Tsukada pinches the skin between his eyes. “When’s your next test?”

“Next week,” Kazuhiro answers, giving Tsukada a winning smile. “But don’t worry, I’ll get Asakawa-kun to…”

“Oh, no,” Tsukada says. “Asakawa and his lacrosse scouting talent is what got us into this mess in the first place.” Kazuhiro starts to whine a protest, but Tsukada holds up a hand. “First of all, Asakawa wouldn’t know trigonometry from a glory hole.”
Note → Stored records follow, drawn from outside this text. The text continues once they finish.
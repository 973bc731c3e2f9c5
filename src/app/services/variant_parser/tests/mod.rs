//! Test utilities for variant parser testing
//!
//! This module provides fixtures and a log capture helper shared across the
//! parser test modules.

use std::io::{BufRead, Read, Write};
use std::sync::atomic::{AtomicBool, Ordering};
use std::sync::{Arc, Mutex};
use tempfile::TempDir;
use tracing_subscriber::fmt::MakeWriter;


/// Tab-delimited percentile content with one line of every kind
pub fn create_tab_percentile_content() -> String {
    [
        "# chrom\tstart\tend\tpercentile",
        "chr7\t1000\t2000\t0.95",
        "chr1\t10\t20",
        "chrX\t300\tbad\t0.9",
        "",
        "chr2\t400\t500\t0.1",
    ]
    .join("\n")
}

/// Comma-delimited score content from the end-to-end example
pub fn create_comma_score_content() -> String {
    "# comment\nchr1,100,200,0.5\nchrX,300,bad,0.9\n\nchr2,400,500,0.1\n".to_string()
}

/// Helper to create a temporary data folder holding `filename` with `content`
pub fn create_data_folder(filename: &str, content: &str) -> TempDir {
    let dir = tempfile::tempdir().unwrap();
    std::fs::write(dir.path().join(filename), content).unwrap();
    dir
}

/// In-memory log sink for asserting on emitted events
#[derive(Clone, Default)]
pub struct CapturedLogs(Arc<Mutex<Vec<u8>>>);

impl CapturedLogs {
    pub fn contents(&self) -> String {
        String::from_utf8_lossy(&self.0.lock().unwrap()).into_owned()
    }
}

impl Write for CapturedLogs {
    fn write(&mut self, buf: &[u8]) -> std::io::Result<usize> {
        self.0.lock().unwrap().extend_from_slice(buf);
        Ok(buf.len())
    }

    fn flush(&mut self) -> std::io::Result<()> {
        Ok(())
    }
}

impl<'a> MakeWriter<'a> for CapturedLogs {
    type Writer = CapturedLogs;

    fn make_writer(&'a self) -> Self::Writer {
        self.clone()
    }
}

/// Run `f` with a debug-level subscriber and return its result with the captured output
pub fn with_captured_logs<T>(f: impl FnOnce() -> T) -> (T, String) {
    let logs = CapturedLogs::default();
    let subscriber = tracing_subscriber::fmt()
        .with_writer(logs.clone())
        .with_max_level(tracing::Level::DEBUG)
        .with_ansi(false)
        .finish();

    let result = tracing::subscriber::with_default(subscriber, f);
    (result, logs.contents())
}

/// Reader wrapper that raises a flag when it is dropped
pub struct DropTrackingReader<R> {
    inner: R,
    released: Arc<AtomicBool>,
}

impl<R: BufRead> DropTrackingReader<R> {
    pub fn new(inner: R) -> (Self, Arc<AtomicBool>) {
        let released = Arc::new(AtomicBool::new(false));
        let reader = Self {
            inner,
            released: Arc::clone(&released),
        };
        (reader, released)
    }
}

impl<R: BufRead> Read for DropTrackingReader<R> {
    fn read(&mut self, buf: &mut [u8]) -> std::io::Result<usize> {
        self.inner.read(buf)
    }
}

impl<R: BufRead> BufRead for DropTrackingReader<R> {
    fn fill_buf(&mut self) -> std::io::Result<&[u8]> {
        self.inner.fill_buf()
    }

    fn consume(&mut self, amt: usize) {
        self.inner.consume(amt)
    }
}

impl<R> Drop for DropTrackingReader<R> {
    fn drop(&mut self) {
        self.released.store(true, Ordering::SeqCst);
    }
}

/// Number of descriptors of this process currently open on `path`
#[cfg(target_os = "linux")]
pub fn open_descriptors_for(path: &std::path::Path) -> usize {
    let target = std::fs::canonicalize(path).unwrap();
    std::fs::read_dir("/proc/self/fd")
        .unwrap()
        .filter_map(|entry| entry.ok())
        .filter_map(|entry| std::fs::read_link(entry.path()).ok())
        .filter(|link| *link == target)
        .count()
}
“Asakawa doesn’t know anything from a…”

And secondly,” Tsukada interrupts, very loudly, “you really aren’t very bright if you think I’m going to make this fun for you. Kobayashi-kun will be tutoring you until next week.”
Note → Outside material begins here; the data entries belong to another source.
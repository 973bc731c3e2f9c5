//! Line counting used for progress reporting

use crate::{Error, Result};
use std::fs::File;
use std::io::{BufRead, BufReader};
use std::path::Path;

/// Count the lines of a file (a trailing line without newline counts)
pub fn count_lines(path: &Path) -> Result<usize> {
    let file = File::open(path)
        .map_err(|e| Error::io(format!("Failed to open {}", path.display()), e))?;

    count_reader_lines(BufReader::new(file))
        .map_err(|e| Error::io(format!("Failed to read {}", path.display()), e))
}

/// Count the lines available from a reader
///
/// Works on raw bytes, so invalid UTF-8 does not affect the count.
pub fn count_reader_lines<R: BufRead>(mut reader: R) -> std::io::Result<usize> {
    let mut buffer = Vec::new();
    let mut count = 0;

    loop {
        buffer.clear();
        if reader.read_until(b'\n', &mut buffer)? == 0 {
            break;
        }
        count += 1;
    }

    Ok(count)
}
“Kobayashi-kun?” Kazuhiro groans, shoulders slumping.

“Do you have a problem with Kobayashi-kun?” Tsukada crosses his arms.

“He…” Kazuhiro catches himself before he blurts out the first thing that comes to mind and heaves another little sigh. “Don’t get me wrong, Tsukada-captain, Kobayashi-kun is shougilicious and all. But he can be a little…high-strung.”
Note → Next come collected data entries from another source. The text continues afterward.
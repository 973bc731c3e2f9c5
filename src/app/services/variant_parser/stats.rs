//! Parsing statistics and skip bookkeeping
//!
//! This module provides types for tracking how far a parse has progressed,
//! how many records were emitted, and which lines were skipped and why.

use crate::constants::FIELD_COUNT;
use serde::Serialize;

/// Why a line produced no record
#[derive(Debug, Clone, PartialEq, Serialize, thiserror::Error)]
pub enum SkipReason {
    /// Line starts with `#`
    #[error("comment line")]
    Comment,

    /// Line is empty after trimming whitespace
    #[error("blank line")]
    Blank,

    /// Line did not split into the expected number of fields
    #[error("expected {expected} fields, got {found}: {fields:?}")]
    FieldCount {
        expected: usize,
        found: usize,
        fields: Vec<String>,
    },

    /// A field could not be converted to its type
    #[error("invalid {field} value '{value}': {message}")]
    InvalidValue {
        field: &'static str,
        value: String,
        message: String,
    },
}

impl SkipReason {
    /// Build a field count failure from the actual split result
    pub fn field_count(fields: &[&str]) -> Self {
        Self::FieldCount {
            expected: FIELD_COUNT,
            found: fields.len(),
            fields: fields.iter().map(|s| s.to_string()).collect(),
        }
    }

    /// Build a conversion failure for one field
    pub fn invalid_value(
        field: &'static str,
        value: impl Into<String>,
        message: impl Into<String>,
    ) -> Self {
        Self::InvalidValue {
            field,
            value: value.into(),
            message: message.into(),
        }
    }

    /// Comment and blank lines are expected; everything else is malformed data
    pub fn is_malformed(&self) -> bool {
        matches!(self, Self::FieldCount { .. } | Self::InvalidValue { .. })
    }
}

/// A line that was left out of the output
#[derive(Debug, Clone, PartialEq, Serialize)]
pub struct SkippedLine {
    /// 1-based line number in the input file
    pub line_number: usize,

    /// Line content with surrounding whitespace removed
    pub content: String,

    pub reason: SkipReason,
}

/// Running statistics of a single parse pass
#[derive(Debug, Clone, Default, PartialEq, Serialize)]
pub struct ParseStats {
    /// Line count of the input, measured before reading
    pub total_lines: usize,

    /// Lines consumed so far
    pub lines_read: usize,

    /// Records yielded so far
    pub records_emitted: usize,

    /// Skipped lines in file order
    pub skipped: Vec<SkippedLine>,
}

impl ParseStats {
    /// Create empty statistics for an input of `total_lines` lines
    pub fn new(total_lines: usize) -> Self {
        Self {
            total_lines,
            ..Default::default()
        }
    }

    /// Remember a skipped line
    pub fn record_skip(
        &mut self,
        line_number: usize,
        content: impl Into<String>,
        reason: SkipReason,
    ) {
        self.skipped.push(SkippedLine {
            line_number,
            content: content.into(),
            reason,
        });
    }

    pub fn skipped_count(&self) -> usize {
        self.skipped.len()
    }

    /// Number of skipped lines that were malformed data rather than comments or blanks
    pub fn malformed_count(&self) -> usize {
        self.skipped
            .iter()
            .filter(|skipped| skipped.reason.is_malformed())
            .count()
    }

    /// Share of lines read that became records, as a percentage
    pub fn success_rate(&self) -> f64 {
        if self.lines_read == 0 {
            0.0
        } else {
            (self.records_emitted as f64 / self.lines_read as f64) * 100.0
        }
    }

    /// Share of the input consumed so far, as a percentage
    pub fn progress_percent(&self) -> f64 {
        if self.total_lines == 0 {
            0.0
        } else {
            (self.lines_read as f64 / self.total_lines as f64) * 100.0
        }
    }

    /// Every line read is accounted for as either a record or a skip
    pub fn is_balanced(&self) -> bool {
        self.records_emitted + self.skipped.len() == self.lines_read
    }
}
“Then I suggest you don’t wind him up any tighter.” Tsukada says, dismissal clear in his voice. “I expect you to exchange numbers with Kobayashi-kun and work out a study schedule. Also, as punishment for not being honest with your captain and endangering the first string of the team, tomorrow you are not allowed to run laps.”

“Tsukada-captain!” Kazuhiro’s mouth drops open, calf muscles twitching at the thought of watching everybody else run while he’s trapped on the bench, but he shuts his mouth meekly when Tsukada threatens to make it for the rest of the week.

Stupid Kobayashi-kun, he thinks when his ass is glued firmly to splintery wood while everyone else crunches over the dead grass. Stupid lacrosse.


“What’s wrong with Kobayashi-kun?” Asakawa asks, tilting his head and shaking the bleach squeezy bottle back and forth like the directions say to. He’s perched on the counter, swinging his feet so that his bare heels bang against the cabinet.

Kazuhiro snaps his plastic glove idly. “He’s so grumpy. And I don’t think he likes lacrosse much. Or me. Or anything.”

“Nah, he just gets wound up over things.” Asakawa giggles and Kazuhiro wonders if they should maybe open a window. “Like Misaki. Nobody can really hate lacrosse, right?”

“Not when you say it like that,” Kazuhiro laughs, reaching over and mussing up Asakawa’s damp hair over the roots that they’re about to dye. “How do you think you got me here?”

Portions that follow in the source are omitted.